Leia a seguir trecho do romance "A Bem-Amada", que é lançado neste mês pela editora Códex.
 

Chegando à sala de jantar, ele conversou com sua anfitriã. Não obstante entretivesse 23 convidados em sua mesa aquela noite, ela sabia não apenas o que cada um deles estava dizendo ou fazendo durante o repasto, como também o que estava pensando. Assim, como uma velha amiga, ela disse calmamente: -O que o está incomodando? Algo está, tenho certeza. Eu estive perscrutando o seu rosto e percebi.
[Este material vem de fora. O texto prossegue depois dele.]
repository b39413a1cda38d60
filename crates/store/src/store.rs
use async_trait::async_trait;
use common::{CartId, ProductId, UserId};
use domain::{Cart, NewProduct, Order, Product, User};

use crate::Result;

/// Core trait for store implementations.
///
/// Non-transactional methods serve the collaborator surfaces (users, catalog,
/// cart). Checkout goes through [`Store::begin`].
#[async_trait]
pub trait Store: Send + Sync {
    /// Starts an atomic unit of work.
    ///
    /// Implementations must make the stock check and decrement of one
    /// transaction atomic relative to every other transaction touching the
    /// same products.
    async fn begin(&self) -> Result<Box<dyn StoreTransaction>>;

    /// Creates the identity row for a user.
    async fn create_user(&self, email: &str) -> Result<User>;

    /// Loads a user. Returns None if the user doesn't exist.
    async fn get_user(&self, user_id: UserId) -> Result<Option<User>>;

    /// Inserts a product. Fails with `DuplicateSku` if the SKU is taken.
    async fn create_product(&self, product: NewProduct) -> Result<Product>;

    /// Loads a product. Returns None if the product doesn't exist.
    async fn get_product(&self, product_id: ProductId) -> Result<Option<Product>>;

    /// Lists all products in creation order.
    async fn list_products(&self) -> Result<Vec<Product>>;

    /// Adds units of a product to the user's cart.
    ///
    /// Creates the cart on first use. If the product is already in the cart
    /// its quantity is incremented instead of adding a second line.
    async fn add_cart_item(
        &self,
        user_id: UserId,
        product_id: ProductId,
        quantity: u32,
    ) -> Result<Cart>;

    /// Loads the user's cart with current product snapshots.
    async fn get_cart(&self, user_id: UserId) -> Result<Option<Cart>>;

    /// Returns all orders of a user with their items, newest first.
    async fn orders_for_user(&self, user_id: UserId) -> Result<Vec<Order>>;
}

/// An open atomic unit of work against the store.
///
/// Nothing written through a transaction is visible to others until
/// [`commit`](StoreTransaction::commit) succeeds. Dropping it rolls back.
#[async_trait]
pub trait StoreTransaction: Send {
    /// Loads the user's cart with its items and the current product
    /// snapshot for each, locking those products for the rest of the
    /// transaction.
    async fn cart_with_items(&mut self, user_id: UserId) -> Result<Option<Cart>>;

    /// Loads a user inside the transaction.
    async fn user(&mut self, user_id: UserId) -> Result<Option<User>>;

    /// Decrements a product's stock by `quantity`.
    ///
    /// Returns `false` without changing anything when less than `quantity`
    /// units are available, so stock can never go negative.
    async fn decrement_stock(&mut self, product_id: ProductId, quantity: u32) -> Result<bool>;

    /// Persists an order together with its items.
    async fn insert_order(&mut self, order: &Order) -> Result<()>;

    /// Deletes every item in the cart. The cart itself is kept.
    async fn clear_cart_items(&mut self, cart_id: CartId) -> Result<()>;

    /// Publishes all writes of this transaction.
    async fn commit(self: Box<Self>) -> Result<()>;
}
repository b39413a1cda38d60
//! Checkout error types.

use common::UserId;
use domain::DomainError;
use store::StoreError;
use thiserror::Error;

/// Reasons a checkout is rejected. No partial effect of a failed checkout
/// is ever visible.
#[derive(Debug, Error)]
pub enum CheckoutError {
    /// The user never created a cart.
    #[error("Cart not found")]
    CartNotFound,

    /// The cart exists but holds no items.
    #[error("Cart is empty")]
    EmptyCart,

    /// The cart's owner has no user record. Indicates corrupt data.
    #[error("User not found: {0}")]
    UserNotFound(UserId),

    /// A cart line asks for more units than are in stock.
    #[error("Not enough stock for product: {product_name} (requested {requested}, available {available})")]
    InsufficientStock {
        product_name: String,
        requested: u32,
        available: u32,
    },

    /// The order total does not fit in cents.
    #[error("Order total out of range: {0}")]
    AmountOutOfRange(#[from] DomainError),

    /// Store error.
    #[error("Store error: {0}")]
    Store(#[from] StoreError),
}

impl CheckoutError {
    /// Short label used for the failure metric.
    pub fn reason(&self) -> &'static str {
        match self {
            CheckoutError::CartNotFound => "cart_not_found",
            CheckoutError::EmptyCart => "empty_cart",
            CheckoutError::UserNotFound(_) => "user_not_found",
            CheckoutError::InsufficientStock { .. } => "insufficient_stock",
            CheckoutError::AmountOutOfRange(_) => "amount_out_of_range",
            CheckoutError::Store(_) => "store",
        }
    }
}

/// Convenience type alias for checkout results.
pub type Result<T> = std::result::Result<T, CheckoutError>;
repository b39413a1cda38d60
//! Domain model for the checkout platform.
//!
//! This crate holds the plain data types shared by the store, the checkout
//! coordinator and the HTTP layer:
//! - [`Product`] and [`NewProduct`] for the catalog
//! - [`Cart`] and [`CartItem`] for a user's pending purchase
//! - [`Order`], [`OrderItem`], [`OrderStatus`] and [`OrderNumber`] for committed orders
//! - [`Money`] for exact amounts in cents

pub mod cart;
pub mod error;
pub mod money;
pub mod order;
pub mod product;
pub mod user;

pub use cart::{Cart, CartItem, MAX_QUANTITY, validate_quantity};
pub use common::{CartId, OrderId, ProductId, UserId};
pub use error::DomainError;
pub use money::Money;
pub use order::{Order, OrderItem, OrderNumber, OrderNumberGenerator, OrderStatus};
pub use product::{NewProduct, Product};
pub use user::{User, validate_email};
//! Exact monetary amounts.

use serde::{Deserialize, Serialize};

/// Money amount represented in cents to avoid floating point issues.
#[derive(Debug, Clone, Copy, PartialEq, Eq, PartialOrd, Ord, Hash, Serialize, Deserialize)]
pub struct Money {
    /// Amount in cents (e.g., 1000 = $10.00)
    cents: i64,
}

impl Money {
    /// Creates a new Money amount from cents.
    pub fn from_cents(cents: i64) -> Self {
        Self { cents }
    }

    /// Returns zero money.
    pub fn zero() -> Self {
        Self { cents: 0 }
    }

    /// Returns the amount in cents.
    pub fn cents(&self) -> i64 {
        self.cents
    }

    /// Returns the dollar portion (whole number).
    pub fn dollars(&self) -> i64 {
        self.cents / 100
    }

    /// Returns the cents portion (remainder after dollars).
    pub fn cents_part(&self) -> i64 {
        self.cents.abs() % 100
    }

    /// Returns true if the amount is negative.
    pub fn is_negative(&self) -> bool {
        self.cents < 0
    }

    /// Multiplies by a quantity, or `None` if the result does not fit.
    pub fn checked_multiply(&self, quantity: u32) -> Option<Money> {
        self.cents
            .checked_mul(i64::from(quantity))
            .map(Money::from_cents)
    }

    /// Adds two amounts, or `None` on overflow.
    pub fn checked_add(&self, other: Money) -> Option<Money> {
        self.cents.checked_add(other.cents).map(Money::from_cents)
    }

    /// Sums amounts, or `None` if any partial sum overflows.
    pub fn checked_sum<I>(amounts: I) -> Option<Money>
    where
        I: IntoIterator<Item = Money>,
    {
        amounts
            .into_iter()
            .try_fold(Money::zero(), |acc, amount| acc.checked_add(amount))
    }

    /// Returns the amount as a decimal number of dollars, for JSON responses.
    pub fn as_decimal(&self) -> f64 {
        self.cents as f64 / 100.0
    }
}

impl Default for Money {
    fn default() -> Self {
        Self::zero()
    }
}

impl std::fmt::Display for Money {
    fn fmt(&self, f: &mut std::fmt::Formatter<'_>) -> std::fmt::Result {
        if self.cents < 0 {
            write!(f, "-${}.{:02}", self.dollars().abs(), self.cents_part())
        } else {
            write!(f, "${}.{:02}", self.dollars(), self.cents_part())
        }
    }
}
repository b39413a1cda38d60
//! HTTP API server for the checkout platform.
//!
//! Exposes users, the product catalog, carts and checkout under `/api/v1`,
//! with structured logging (tracing) and Prometheus metrics. The
//! [`lifecycle`] module wires everything together and owns shutdown.

pub mod auth;
pub mod config;
pub mod error;
pub mod lifecycle;
pub mod routes;

use std::sync::Arc;

use axum::Router;
use axum::routing::{get, post};
use catalog::{CartService, CatalogCache, CatalogService, UserService};
use checkout::CheckoutService;
use fulfillment::JobSubmitter;
use metrics_exporter_prometheus::PrometheusHandle;
use store::Store;
use tower_http::cors::{Any, CorsLayer};
use tower_http::trace::TraceLayer;

use auth::TokenKeys;

/// Shared application state accessible from all handlers.
pub struct AppState<S: Store> {
    pub users: UserService<S>,
    pub carts: CartService<S>,
    pub catalog: CatalogService<S>,
    pub checkout: CheckoutService<S>,
    pub tokens: TokenKeys,
}

impl<S: Store + Clone> AppState<S> {
    /// Builds every service on top of one store.
    pub fn new(
        store: S,
        cache: Arc<dyn CatalogCache>,
        jobs: JobSubmitter,
        tokens: TokenKeys,
    ) -> Self {
        Self {
            users: UserService::new(store.clone()),
            carts: CartService::new(store.clone()),
            catalog: CatalogService::new(store.clone(), cache),
            checkout: CheckoutService::new(store, jobs),
            tokens,
        }
    }
}

/// Creates the Axum application router with all routes and shared state.
pub fn create_app<S: Store + Clone + 'static>(
    state: Arc<AppState<S>>,
    metrics_handle: PrometheusHandle,
) -> Router {
    let metrics_router = Router::new()
        .route("/metrics", get(routes::metrics::get))
        .with_state(metrics_handle);

    let v1 = Router::new()
        .route("/users", post(routes::users::register::<S>))
        .route(
            "/products",
            get(routes::products::list::<S>).post(routes::products::create::<S>),
        )
        .route("/cart", get(routes::cart::get::<S>))
        .route("/cart/items", post(routes::cart::add_item::<S>))
        .route(
            "/orders",
            get(routes::orders::list::<S>).post(routes::orders::place::<S>),
        );

    Router::new()
        .route("/health", get(routes::health::check))
        .nest("/api/v1", v1)
        .with_state(state)
        .merge(metrics_router)
        .layer(
            CorsLayer::new()
                .allow_origin(Any)
                .allow_methods(Any)
                .allow_headers(Any),
        )
        .layer(TraceLayer::new_for_http())
}
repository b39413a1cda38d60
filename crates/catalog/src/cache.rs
//! Key-value cache in front of the product listing.

use std::collections::HashMap;
use std::sync::Arc;
use std::sync::atomic::{AtomicBool, Ordering};
use std::time::Duration;

use async_trait::async_trait;
use redis::AsyncCommands;
use redis::aio::ConnectionManager;
use thiserror::Error;
use tokio::sync::Mutex;
use tokio::time::Instant;

/// Cache key holding the JSON-encoded product list.
pub const ALL_PRODUCTS_KEY: &str = "all_products";

/// How long a cached product list stays valid.
pub const PRODUCT_LIST_TTL: Duration = Duration::from_secs(10 * 60);

/// Errors raised by cache backends.
#[derive(Debug, Error)]
pub enum CacheError {
    /// Redis error.
    #[error("Redis error: {0}")]
    Redis(#[from] redis::RedisError),

    /// The backend refused the operation.
    #[error("Cache unavailable: {0}")]
    Unavailable(String),
}

/// A string cache with per-entry expiry.
#[async_trait]
pub trait CatalogCache: Send + Sync {
    async fn get(&self, key: &str) -> Result<Option<String>, CacheError>;

    async fn set(&self, key: &str, value: String, ttl: Duration) -> Result<(), CacheError>;

    async fn delete(&self, key: &str) -> Result<(), CacheError>;
}

/// Redis-backed cache. The connection manager reconnects on its own.
#[derive(Clone)]
pub struct RedisCatalogCache {
    conn: ConnectionManager,
}

impl RedisCatalogCache {
    /// Opens a managed connection to the given Redis URL.
    pub async fn connect(redis_url: &str) -> Result<Self, CacheError> {
        let client = redis::Client::open(redis_url)?;
        let conn = ConnectionManager::new(client).await?;
        Ok(Self { conn })
    }
}

#[async_trait]
impl CatalogCache for RedisCatalogCache {
    async fn get(&self, key: &str) -> Result<Option<String>, CacheError> {
        let mut conn = self.conn.clone();
        let value: Option<String> = conn.get(key).await?;
        Ok(value)
    }

    async fn set(&self, key: &str, value: String, ttl: Duration) -> Result<(), CacheError> {
        let mut conn = self.conn.clone();
        let _: () = conn.set_ex(key, value, ttl.as_secs().max(1)).await?;
        Ok(())
    }

    async fn delete(&self, key: &str) -> Result<(), CacheError> {
        let mut conn = self.conn.clone();
        let _: () = conn.del(key).await?;
        Ok(())
    }
}

/// Process-local cache used when no Redis URL is configured, and in tests.
#[derive(Debug, Clone, Default)]
pub struct InMemoryCatalogCache {
    entries: Arc<Mutex<HashMap<String, (String, Instant)>>>,
    unavailable: Arc<AtomicBool>,
}

impl InMemoryCatalogCache {
    /// Creates a new empty cache.
    pub fn new() -> Self {
        Self::default()
    }

    /// Makes every operation fail while set, like an unreachable server.
    pub fn set_unavailable(&self, unavailable: bool) {
        self.unavailable.store(unavailable, Ordering::SeqCst);
    }

    /// Returns true if a live entry exists for the key.
    pub async fn contains(&self, key: &str) -> bool {
        self.entries
            .lock()
            .await
            .get(key)
            .is_some_and(|(_, expires_at)| *expires_at > Instant::now())
    }

    fn check_available(&self) -> Result<(), CacheError> {
        if self.unavailable.load(Ordering::SeqCst) {
            return Err(CacheError::Unavailable("connection refused".to_string()));
        }
        Ok(())
    }
}

#[async_trait]
impl CatalogCache for InMemoryCatalogCache {
    async fn get(&self, key: &str) -> Result<Option<String>, CacheError> {
        self.check_available()?;
        let mut entries = self.entries.lock().await;
        match entries.get(key) {
            Some((value, expires_at)) if *expires_at > Instant::now() => Ok(Some(value.clone())),
            Some(_) => {
                entries.remove(key);
                Ok(None)
            }
            None => Ok(None),
        }
    }

    async fn set(&self, key: &str, value: String, ttl: Duration) -> Result<(), CacheError> {
        self.check_available()?;
        self.entries
            .lock()
            .await
            .insert(key.to_string(), (value, Instant::now() + ttl));
        Ok(())
    }

    async fn delete(&self, key: &str) -> Result<(), CacheError> {
        self.check_available()?;
        self.entries.lock().await.remove(key);
        Ok(())
    }
}
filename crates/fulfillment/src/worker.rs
use std::sync::Arc;
use std::sync::atomic::{AtomicU64, Ordering};

use tokio::sync::{Mutex, mpsc};

use crate::{FulfillmentJob, InventorySyncService, NotificationService};

/// What every worker of one pool shares.
pub(crate) struct WorkerContext {
    pub queue: Mutex<mpsc::Receiver<FulfillmentJob>>,
    pub notifier: Arc<dyn NotificationService>,
    pub inventory: Arc<dyn InventorySyncService>,
    pub processed: AtomicU64,
}

/// Consumes jobs until the queue is closed and empty.
pub(crate) async fn run_worker(worker_id: usize, ctx: Arc<WorkerContext>) {
    tracing::debug!(worker_id, "fulfillment worker started");

    loop {
        // The lock is released before the job runs so other workers can
        // pick up the next one.
        let job = { ctx.queue.lock().await.recv().await };
        let Some(job) = job else {
            break;
        };

        process_job(worker_id, &ctx, &job).await;
        ctx.processed.fetch_add(1, Ordering::Relaxed);
        metrics::counter!("fulfillment_jobs_processed_total").increment(1);
    }

    tracing::debug!(worker_id, "fulfillment worker stopped");
}

async fn process_job(worker_id: usize, ctx: &WorkerContext, job: &FulfillmentJob) {
    tracing::info!(worker_id, order_number = %job.order_number, "processing order");

    if let Err(e) = ctx.notifier.send_confirmation(job).await {
        tracing::warn!(
            worker_id,
            order_number = %job.order_number,
            error = %e,
            "failed to send order confirmation"
        );
        metrics::counter!("fulfillment_step_failures_total", "step" => "notification")
            .increment(1);
    }

    if let Err(e) = ctx.inventory.sync_order(job).await {
        tracing::warn!(
            worker_id,
            order_number = %job.order_number,
            error = %e,
            "failed to sync inventory"
        );
        metrics::counter!("fulfillment_step_failures_total", "step" => "inventory_sync")
            .increment(1);
    }

    tracing::info!(worker_id, order_number = %job.order_number, "order processed");
}
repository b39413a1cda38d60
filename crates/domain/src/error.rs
//! Domain error types.

use thiserror::Error;

use crate::Money;
use crate::cart::MAX_QUANTITY;

/// Validation failures for domain values.
#[derive(Debug, Clone, PartialEq, Eq, Error)]
pub enum DomainError {
    /// Quantities must be at least one and fit the store's integer column.
    #[error("Invalid quantity: {quantity} (must be between 1 and {max})", max = MAX_QUANTITY)]
    InvalidQuantity { quantity: u32 },

    /// A line total does not fit in an `i64` of cents.
    #[error("Amount out of range: {quantity} x {unit_price} overflows")]
    AmountOverflow { unit_price: Money, quantity: u32 },

    /// The sum of otherwise valid line totals does not fit.
    #[error("Total out of range")]
    TotalOverflow,

    /// Prices must not be negative.
    #[error("Invalid price: {price} (must not be negative)")]
    InvalidPrice { price: Money },

    /// Stock must fit the store's integer column.
    #[error("Invalid stock: {stock} (must be at most {max})", max = MAX_QUANTITY)]
    InvalidStock { stock: u32 },

    /// A required text field was blank.
    #[error("Field '{field}' is required")]
    MissingField { field: &'static str },

    /// Emails need a local part and a domain.
    #[error("Invalid email: '{0}'")]
    InvalidEmail(String),

    /// An order status string did not match any known status.
    #[error("Unknown order status: {0}")]
    UnknownStatus(String),
}
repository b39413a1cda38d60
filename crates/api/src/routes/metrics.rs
//! Prometheus metrics endpoint.

use axum::extract::State;
use axum::http::StatusCode;
use axum::response::IntoResponse;
use metrics_exporter_prometheus::PrometheusHandle;

/// GET /metrics — returns Prometheus-formatted metrics.
pub async fn get(State(handle): State<PrometheusHandle>) -> impl IntoResponse {
    (
        StatusCode::OK,
        [(
            axum::http::header::CONTENT_TYPE,
            "text/plain; version=0.0.4; charset=utf-8",
        )],
        handle.render(),
    )
}
//! The bounded fulfillment queue and the workers draining it.

use std::sync::Arc;
use std::sync::atomic::{AtomicU64, Ordering};

use tokio::sync::{Mutex, RwLock, mpsc};
use tokio::task::JoinHandle;

use crate::worker::{WorkerContext, run_worker};
use crate::{FulfillmentError, FulfillmentJob, InventorySyncService, NotificationService};

/// Sizing of a [`WorkerPool`].
#[derive(Debug, Clone, Copy, PartialEq, Eq)]
pub struct PoolConfig {
    /// Jobs the queue holds before submitters wait.
    pub queue_capacity: usize,
    /// Number of concurrent workers.
    pub worker_count: usize,
}

impl Default for PoolConfig {
    fn default() -> Self {
        Self {
            queue_capacity: 100,
            worker_count: 3,
        }
    }
}

/// Returned by [`WorkerPool::stop`] once every worker has exited.
#[derive(Debug, Clone, Copy, PartialEq, Eq)]
pub struct DrainSummary {
    /// Jobs processed over the lifetime of the pool.
    pub jobs_processed: u64,
    /// Workers that exited by panicking instead of draining.
    pub workers_failed: usize,
}

/// Handle used to enqueue jobs. Cheap to clone.
///
/// Submissions hold a read lock on the sender; [`WorkerPool::stop`] takes the
/// write lock to close the queue. A submission therefore either completes
/// before the queue closes or observes it closed, never in between.
#[derive(Clone)]
pub struct JobSubmitter {
    sender: Arc<RwLock<Option<mpsc::Sender<FulfillmentJob>>>>,
}

impl JobSubmitter {
    /// Enqueues a job, waiting while the queue is full.
    ///
    /// Fails with [`FulfillmentError::QueueClosed`] once the pool has begun
    /// stopping.
    pub async fn submit(&self, job: FulfillmentJob) -> Result<(), FulfillmentError> {
        let guard = self.sender.read().await;
        let Some(sender) = guard.as_ref() else {
            return Err(FulfillmentError::QueueClosed);
        };

        sender
            .send(job)
            .await
            .map_err(|_| FulfillmentError::QueueClosed)?;

        metrics::counter!("fulfillment_jobs_submitted_total").increment(1);
        Ok(())
    }

    /// Returns true once the pool stopped accepting jobs.
    pub async fn is_closed(&self) -> bool {
        self.sender.read().await.is_none()
    }
}

/// A fixed set of workers draining one bounded FIFO queue.
pub struct WorkerPool {
    submitter: JobSubmitter,
    workers: Vec<JoinHandle<()>>,
    ctx: Arc<WorkerContext>,
}

impl WorkerPool {
    /// Allocates the queue and spawns the workers on the current runtime.
    ///
    /// Zero capacity or zero workers are raised to one.
    pub fn start(
        config: PoolConfig,
        notifier: Arc<dyn NotificationService>,
        inventory: Arc<dyn InventorySyncService>,
    ) -> Self {
        let capacity = config.queue_capacity.max(1);
        let worker_count = config.worker_count.max(1);

        let (tx, rx) = mpsc::channel(capacity);
        let ctx = Arc::new(WorkerContext {
            queue: Mutex::new(rx),
            notifier,
            inventory,
            processed: AtomicU64::new(0),
        });

        let workers = (0..worker_count)
            .map(|worker_id| tokio::spawn(run_worker(worker_id, Arc::clone(&ctx))))
            .collect();

        tracing::info!(capacity, worker_count, "fulfillment worker pool started");

        Self {
            submitter: JobSubmitter {
                sender: Arc::new(RwLock::new(Some(tx))),
            },
            workers,
            ctx,
        }
    }

    /// Returns a handle for enqueuing jobs.
    pub fn submitter(&self) -> JobSubmitter {
        self.submitter.clone()
    }

    /// Number of workers owned by the pool.
    pub fn worker_count(&self) -> usize {
        self.workers.len()
    }

    /// Closes the queue, then waits until every worker has drained it and
    /// exited.
    ///
    /// Jobs already queued are still processed. Later submissions fail with
    /// [`FulfillmentError::QueueClosed`].
    pub async fn stop(self) -> DrainSummary {
        // Dropping the only sender closes the channel. Waits for in-flight
        // submissions holding the read lock.
        self.submitter.sender.write().await.take();
        tracing::info!(
            workers = self.workers.len(),
            "job queue closed, draining workers"
        );

        let mut workers_failed = 0;
        for (worker_id, handle) in self.workers.into_iter().enumerate() {
            if let Err(e) = handle.await {
                workers_failed += 1;
                tracing::error!(worker_id, error = %e, "fulfillment worker panicked");
            }
        }

        let summary = DrainSummary {
            jobs_processed: self.ctx.processed.load(Ordering::Relaxed),
            workers_failed,
        };
        tracing::info!(
            jobs_processed = summary.jobs_processed,
            "fulfillment worker pool stopped"
        );
        summary
    }
}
Nada poderia expressar pior o sentido que a notícia recente tinha para ele do que uma verbalização dos fatos. Ele contou sobre a abertura da carta e a descoberta da morte de uma velha conhecida.
-A única mulher que eu nunca valorizei corretamente, quase devo dizer!
E acrescentou:
-E, no entanto, a única que eu sempre lamentarei!
Considerando ou não essas palavras uma explicação satisfatória, a experiente dama aceitou-as como tal. Ela era a única mulher em seu círculo a quem nenhuma das suas ações erráticas poderia surpreender, e ele sempre depositou nela, em segurança, os mais vagos confins de suas confidências.
Ele não mais se aproximou da sra. Pine-Avon; não conseguia. E, ao deixar a casa, caminhou abstraído pelas ruas até que se encontrou diante da porta de sua residência. Em seu quarto, sentou-se e, colocando as mãos atrás da cabeça, abandonou-se a seus pensamentos novamente.
Em um dos lados do quarto havia uma escrivaninha e, de dentro de uma gaveta inferior, ele tirou uma pequena caixa firmemente fechada. Forçou a tampa com o atiçador. A caixa continha uma variedade de quinquilharias que, durante anos, Pierston jogara ali de tempos em tempos para uma futura arrumação -uma intenção que ele nunca levara a cabo.
Da melancólica massa de papéis, fotografias desbotadas, selos, diários, flores murchas e coisas do gênero, Jocelyn retirou um pequeno retrato, impresso em vidro nos primitivos tempos da fotografia e emoldurado com ouropel da maneira mais comum.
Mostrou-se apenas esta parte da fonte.